The supply shock, equivalent to the loss of 13 million barrels per day, has been met by record releases from strategic reserves and early signs of demand destruction. Still, global crude stocks fell by 8.62 million bpd in April and are forecast to draw by another 9 million bpd in May, according to the International Energy Agency. Some analysts see a much steeper decline, with veteran analyst Paul Horsnell estimating a June drawdown of 11.2 million bpd.
At this pace, commercial inventories could hit minimum operating levels as early as August, a scenario that would force severe economic pain through demand destruction. The crisis has sent ripples across other markets, with gold holding firm as a safe-haven asset, and has translated directly into higher costs for consumers, with diesel prices in Ghazipur, India, for example, rising nearly 5 percent in May to ₹92.66 per litre.
The world has so far avoided a full-blown panic by pulling multiple levers. The International Energy Agency coordinated a record 400 million-barrel release from member states’ strategic reserves, while import-dependent economies in Asia quickly pivoted to secure alternative supplies from the U.S. and Latin America.
However, these measures are finite buffers against an unprecedented disruption. The blockage of the Strait of Hormuz, previously the conduit for a fifth of global energy supplies, has stretched for months, a scenario few experts had anticipated. This has forced refiners to cut production and airlines to trim schedules, with the IEA estimating global oil demand will contract by 2.4 million barrels per day in the second quarter.
While the oil market faces a supply crunch, other assets are reacting to the complex geopolitical fallout. "Gold is supported by growing optimism that a US-Iran peace agreement could ease inflationary pressures and reduce concerns over interest rate hikes," noted Jigar Trivedi, Senior Research Analyst at IndusInd Securities, highlighting the divergent pressures on different commodity classes.

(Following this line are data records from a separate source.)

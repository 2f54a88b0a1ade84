//! Catalogue of supported Open Data API endpoints.
//!
//! Every operation the client exposes is described by one [`Endpoint`] row:
//! its group, its name within the group, and its path as a sequence of fixed
//! and caller-supplied segments. The service groups in [`crate::groups`] are
//! thin wrappers over these rows, so adding an upstream endpoint is one
//! const plus one [`CATALOGUE`] entry plus a one-line method.

use crate::error::ApiError;
use crate::url;

/// One path component of an endpoint: either a literal or a caller-supplied
/// parameter, named for documentation and display.
#[derive(Debug, Clone, Copy, PartialEq, Eq)]
pub enum Segment {
    Fixed(&'static str),
    Param(&'static str),
}

/// Descriptor for a single upstream endpoint.
#[derive(Debug, Clone, Copy, PartialEq, Eq)]
pub struct Endpoint {
    pub group: &'static str,
    pub name: &'static str,
    pub segments: &'static [Segment],
}

impl Endpoint {
    /// Number of caller-supplied path parameters.
    pub fn arity(&self) -> usize {
        self.segments
            .iter()
            .filter(|segment| matches!(segment, Segment::Param(_)))
            .count()
    }

    /// Identifier used to look the endpoint up by name, e.g. `foodservices.menu`.
    pub fn qualified_name(&self) -> String {
        format!("{}.{}", self.group, self.name)
    }

    /// Display form of the path, e.g. `foodservices/{year}/{week}/menu`.
    pub fn path_template(&self) -> String {
        let parts: Vec<String> = self
            .segments
            .iter()
            .map(|segment| match segment {
                Segment::Fixed(text) => (*text).to_string(),
                Segment::Param(name) => format!("{{{name}}}"),
            })
            .collect();
        parts.join("/")
    }

    /// Build the request URL for this endpoint.
    ///
    /// `params` fill the `Param` segments positionally. Supplying the wrong
    /// number of parameters is an [`ApiError::SegmentCount`]; values are
    /// passed through without normalisation or encoding.
    pub fn url(&self, key: &str, params: &[&str]) -> Result<String, ApiError> {
        let expected = self.arity();
        if params.len() != expected {
            return Err(ApiError::SegmentCount {
                group: self.group,
                name: self.name,
                expected,
                supplied: params.len(),
            });
        }

        let mut resolved = Vec::with_capacity(self.segments.len());
        let mut next_param = 0;
        for segment in self.segments {
            match segment {
                Segment::Fixed(text) => resolved.push(*text),
                Segment::Param(_) => {
                    resolved.push(params[next_param]);
                    next_param += 1;
                }
            }
        }

        Ok(url::format(key, &resolved))
    }
}

use Segment::{Fixed, Param};

// Food services

pub const FOODSERVICES_MENU: Endpoint = Endpoint {
    group: "foodservices",
    name: "menu",
    segments: &[Fixed("foodservices"), Fixed("menu")],
};

pub const FOODSERVICES_NOTES: Endpoint = Endpoint {
    group: "foodservices",
    name: "notes",
    segments: &[Fixed("foodservices"), Fixed("notes")],
};

pub const FOODSERVICES_DIETS: Endpoint = Endpoint {
    group: "foodservices",
    name: "diets",
    segments: &[Fixed("foodservices"), Fixed("diets")],
};

pub const FOODSERVICES_OUTLETS: Endpoint = Endpoint {
    group: "foodservices",
    name: "outlets",
    segments: &[Fixed("foodservices"), Fixed("outlets")],
};

pub const FOODSERVICES_LOCATIONS: Endpoint = Endpoint {
    group: "foodservices",
    name: "locations",
    segments: &[Fixed("foodservices"), Fixed("locations")],
};

pub const FOODSERVICES_WATCARD: Endpoint = Endpoint {
    group: "foodservices",
    name: "watcard",
    segments: &[Fixed("foodservices"), Fixed("watcard")],
};

pub const FOODSERVICES_ANNOUNCEMENTS: Endpoint = Endpoint {
    group: "foodservices",
    name: "announcements",
    segments: &[Fixed("foodservices"), Fixed("announcements")],
};

pub const FOODSERVICES_PRODUCTS: Endpoint = Endpoint {
    group: "foodservices",
    name: "products",
    segments: &[Fixed("foodservices"), Fixed("products"), Param("product_id")],
};

pub const FOODSERVICES_MENU_DATED: Endpoint = Endpoint {
    group: "foodservices",
    name: "menu_dated",
    segments: &[Fixed("foodservices"), Param("year"), Param("week"), Fixed("menu")],
};

pub const FOODSERVICES_NOTES_DATED: Endpoint = Endpoint {
    group: "foodservices",
    name: "notes_dated",
    segments: &[Fixed("foodservices"), Param("year"), Param("week"), Fixed("notes")],
};

pub const FOODSERVICES_ANNOUNCEMENTS_DATED: Endpoint = Endpoint {
    group: "foodservices",
    name: "announcements_dated",
    segments: &[
        Fixed("foodservices"),
        Param("year"),
        Param("week"),
        Fixed("announcements"),
    ],
};

// Courses

pub const COURSES_BY_SUBJECT: Endpoint = Endpoint {
    group: "courses",
    name: "by_subject",
    segments: &[Fixed("courses"), Param("subject")],
};

pub const COURSES_INFO_BY_ID: Endpoint = Endpoint {
    group: "courses",
    name: "info_by_id",
    segments: &[Fixed("courses"), Param("course_id")],
};

pub const COURSES_SCHEDULE_BY_ID: Endpoint = Endpoint {
    group: "courses",
    name: "schedule_by_id",
    segments: &[Fixed("courses"), Param("class_number"), Fixed("schedule")],
};

pub const COURSES_INFO_BY_CATALOG_NUMBER: Endpoint = Endpoint {
    group: "courses",
    name: "info_by_catalog_number",
    segments: &[Fixed("courses"), Param("subject"), Param("catalog_number")],
};

pub const COURSES_SCHEDULE_BY_CATALOG_NUMBER: Endpoint = Endpoint {
    group: "courses",
    name: "schedule_by_catalog_number",
    segments: &[
        Fixed("courses"),
        Param("subject"),
        Param("catalog_number"),
        Fixed("schedule"),
    ],
};

pub const COURSES_PREREQUISITES_BY_CATALOG_NUMBER: Endpoint = Endpoint {
    group: "courses",
    name: "prerequisites_by_catalog_number",
    segments: &[
        Fixed("courses"),
        Param("subject"),
        Param("catalog_number"),
        Fixed("prerequisites"),
    ],
};

pub const COURSES_EXAM_SCHEDULE_BY_CATALOG_NUMBER: Endpoint = Endpoint {
    group: "courses",
    name: "exam_schedule_by_catalog_number",
    segments: &[
        Fixed("courses"),
        Param("subject"),
        Param("catalog_number"),
        Fixed("examschedule"),
    ],
};

// Events

pub const EVENTS_ALL: Endpoint = Endpoint {
    group: "events",
    name: "all",
    segments: &[Fixed("events")],
};

pub const EVENTS_BY_SITE: Endpoint = Endpoint {
    group: "events",
    name: "by_site",
    segments: &[Fixed("events"), Param("site")],
};

pub const EVENTS_BY_SITE_AND_ID: Endpoint = Endpoint {
    group: "events",
    name: "by_site_and_id",
    segments: &[Fixed("events"), Param("site"), Param("id")],
};

pub const EVENTS_HOLIDAYS: Endpoint = Endpoint {
    group: "events",
    name: "holidays",
    segments: &[Fixed("events"), Fixed("holidays")],
};

// News

pub const NEWS_ALL: Endpoint = Endpoint {
    group: "news",
    name: "all",
    segments: &[Fixed("news")],
};

pub const NEWS_BY_SITE: Endpoint = Endpoint {
    group: "news",
    name: "by_site",
    segments: &[Fixed("news"), Param("site")],
};

pub const NEWS_BY_SITE_AND_ID: Endpoint = Endpoint {
    group: "news",
    name: "by_site_and_id",
    segments: &[Fixed("news"), Param("site"), Param("id")],
};

// Services

pub const SERVICES_BY_SITE: Endpoint = Endpoint {
    group: "services",
    name: "by_site",
    segments: &[Fixed("services"), Param("site")],
};

// Weather

pub const WEATHER_CURRENT: Endpoint = Endpoint {
    group: "weather",
    name: "current",
    segments: &[Fixed("weather"), Fixed("current")],
};

// Terms

pub const TERMS_LIST: Endpoint = Endpoint {
    group: "terms",
    name: "list",
    segments: &[Fixed("terms"), Fixed("list")],
};

pub const TERMS_EXAM_SCHEDULE: Endpoint = Endpoint {
    group: "terms",
    name: "exam_schedule",
    segments: &[Fixed("terms"), Param("term"), Fixed("examschedule")],
};

pub const TERMS_SUBJECT_SCHEDULE: Endpoint = Endpoint {
    group: "terms",
    name: "subject_schedule",
    segments: &[Fixed("terms"), Param("term"), Param("subject"), Fixed("schedule")],
};

pub const TERMS_CLASS_SCHEDULE: Endpoint = Endpoint {
    group: "terms",
    name: "class_schedule",
    segments: &[
        Fixed("terms"),
        Param("term"),
        Param("subject"),
        Param("catalog_number"),
        Fixed("schedule"),
    ],
};

pub const TERMS_INFO_SESSIONS: Endpoint = Endpoint {
    group: "terms",
    name: "info_sessions",
    segments: &[Fixed("terms"), Param("term"), Fixed("infosessions")],
};

// Resources

pub const RESOURCES_TUTORS: Endpoint = Endpoint {
    group: "resources",
    name: "tutors",
    segments: &[Fixed("resources"), Fixed("tutors")],
};

pub const RESOURCES_PRINTERS: Endpoint = Endpoint {
    group: "resources",
    name: "printers",
    segments: &[Fixed("resources"), Fixed("printers")],
};

pub const RESOURCES_INFOSESSIONS: Endpoint = Endpoint {
    group: "resources",
    name: "infosessions",
    segments: &[Fixed("resources"), Fixed("infosessions")],
};

pub const RESOURCES_GOOSEWATCH: Endpoint = Endpoint {
    group: "resources",
    name: "goosewatch",
    segments: &[Fixed("resources"), Fixed("goosewatch")],
};

// Codes

pub const CODES_UNITS: Endpoint = Endpoint {
    group: "codes",
    name: "units",
    segments: &[Fixed("codes"), Fixed("units")],
};

pub const CODES_TERMS: Endpoint = Endpoint {
    group: "codes",
    name: "terms",
    segments: &[Fixed("codes"), Fixed("terms")],
};

pub const CODES_GROUPS: Endpoint = Endpoint {
    group: "codes",
    name: "groups",
    segments: &[Fixed("codes"), Fixed("groups")],
};

pub const CODES_SUBJECTS: Endpoint = Endpoint {
    group: "codes",
    name: "subjects",
    segments: &[Fixed("codes"), Fixed("subjects")],
};

pub const CODES_INSTRUCTIONS: Endpoint = Endpoint {
    group: "codes",
    name: "instructions",
    segments: &[Fixed("codes"), Fixed("instructions")],
};

// Buildings

pub const BUILDINGS_LIST: Endpoint = Endpoint {
    group: "buildings",
    name: "list",
    segments: &[Fixed("buildings"), Fixed("list")],
};

pub const BUILDINGS_DETAILS_BY_CODE: Endpoint = Endpoint {
    group: "buildings",
    name: "details_by_code",
    segments: &[Fixed("buildings"), Param("building_code")],
};

pub const BUILDINGS_COURSES_IN_ROOM: Endpoint = Endpoint {
    group: "buildings",
    name: "courses_in_room",
    segments: &[
        Fixed("buildings"),
        Param("building_code"),
        Param("room_number"),
        Fixed("courses"),
    ],
};

// API meta

pub const API_USAGE: Endpoint = Endpoint {
    group: "api",
    name: "usage",
    segments: &[Fixed("api"), Fixed("usage")],
};

pub const API_SERVICES: Endpoint = Endpoint {
    group: "api",
    name: "services",
    segments: &[Fixed("api"), Fixed("services")],
};

pub const API_METHODS: Endpoint = Endpoint {
    group: "api",
    name: "methods",
    segments: &[Fixed("api"), Fixed("methods")],
};

pub const API_VERSIONS: Endpoint = Endpoint {
    group: "api",
    name: "versions",
    segments: &[Fixed("api"), Fixed("versions")],
};

pub const API_CHANGELOG: Endpoint = Endpoint {
    group: "api",
    name: "changelog",
    segments: &[Fixed("api"), Fixed("changelog")],
};

// Server

pub const SERVER_TIME: Endpoint = Endpoint {
    group: "server",
    name: "time",
    segments: &[Fixed("server"), Fixed("time")],
};

pub const SERVER_CODES: Endpoint = Endpoint {
    group: "server",
    name: "codes",
    segments: &[Fixed("server"), Fixed("codes")],
};

/// Every supported endpoint, iterable for lookup, listing and tests.
pub const CATALOGUE: &[Endpoint] = &[
    FOODSERVICES_MENU,
    FOODSERVICES_NOTES,
    FOODSERVICES_DIETS,
    FOODSERVICES_OUTLETS,
    FOODSERVICES_LOCATIONS,
    FOODSERVICES_WATCARD,
    FOODSERVICES_ANNOUNCEMENTS,
    FOODSERVICES_PRODUCTS,
    FOODSERVICES_MENU_DATED,
    FOODSERVICES_NOTES_DATED,
    FOODSERVICES_ANNOUNCEMENTS_DATED,
    COURSES_BY_SUBJECT,
    COURSES_INFO_BY_ID,
    COURSES_SCHEDULE_BY_ID,
    COURSES_INFO_BY_CATALOG_NUMBER,
    COURSES_SCHEDULE_BY_CATALOG_NUMBER,
    COURSES_PREREQUISITES_BY_CATALOG_NUMBER,
    COURSES_EXAM_SCHEDULE_BY_CATALOG_NUMBER,
    EVENTS_ALL,
    EVENTS_BY_SITE,
    EVENTS_BY_SITE_AND_ID,
    EVENTS_HOLIDAYS,
    NEWS_ALL,
    NEWS_BY_SITE,
    NEWS_BY_SITE_AND_ID,
    SERVICES_BY_SITE,
    WEATHER_CURRENT,
    TERMS_LIST,
    TERMS_EXAM_SCHEDULE,
    TERMS_SUBJECT_SCHEDULE,
    TERMS_CLASS_SCHEDULE,
    TERMS_INFO_SESSIONS,
    RESOURCES_TUTORS,
    RESOURCES_PRINTERS,
    RESOURCES_INFOSESSIONS,
    RESOURCES_GOOSEWATCH,
    CODES_UNITS,
    CODES_TERMS,
    CODES_GROUPS,
    CODES_SUBJECTS,
    CODES_INSTRUCTIONS,
    BUILDINGS_LIST,
    BUILDINGS_DETAILS_BY_CODE,
    BUILDINGS_COURSES_IN_ROOM,
    API_USAGE,
    API_SERVICES,
    API_METHODS,
    API_VERSIONS,
    API_CHANGELOG,
    SERVER_TIME,
    SERVER_CODES,
];

/// Look an endpoint up by its qualified name, e.g. `terms.list`.
pub fn find(qualified_name: &str) -> Option<&'static Endpoint> {
    CATALOGUE
        .iter()
        .find(|endpoint| endpoint.qualified_name() == qualified_name)
}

Ultimately, the market's fate hinges on the geopolitical endgame. Projections from the IEA that inventories could begin to rebuild by September rest on the critical, and increasingly optimistic, assumption that the Strait of Hormuz reopens by late May. With each passing day, the strain on the global energy system intensifies, bringing the breaking point steadily closer.
This article is for informational purposes only and does not constitute investment advice.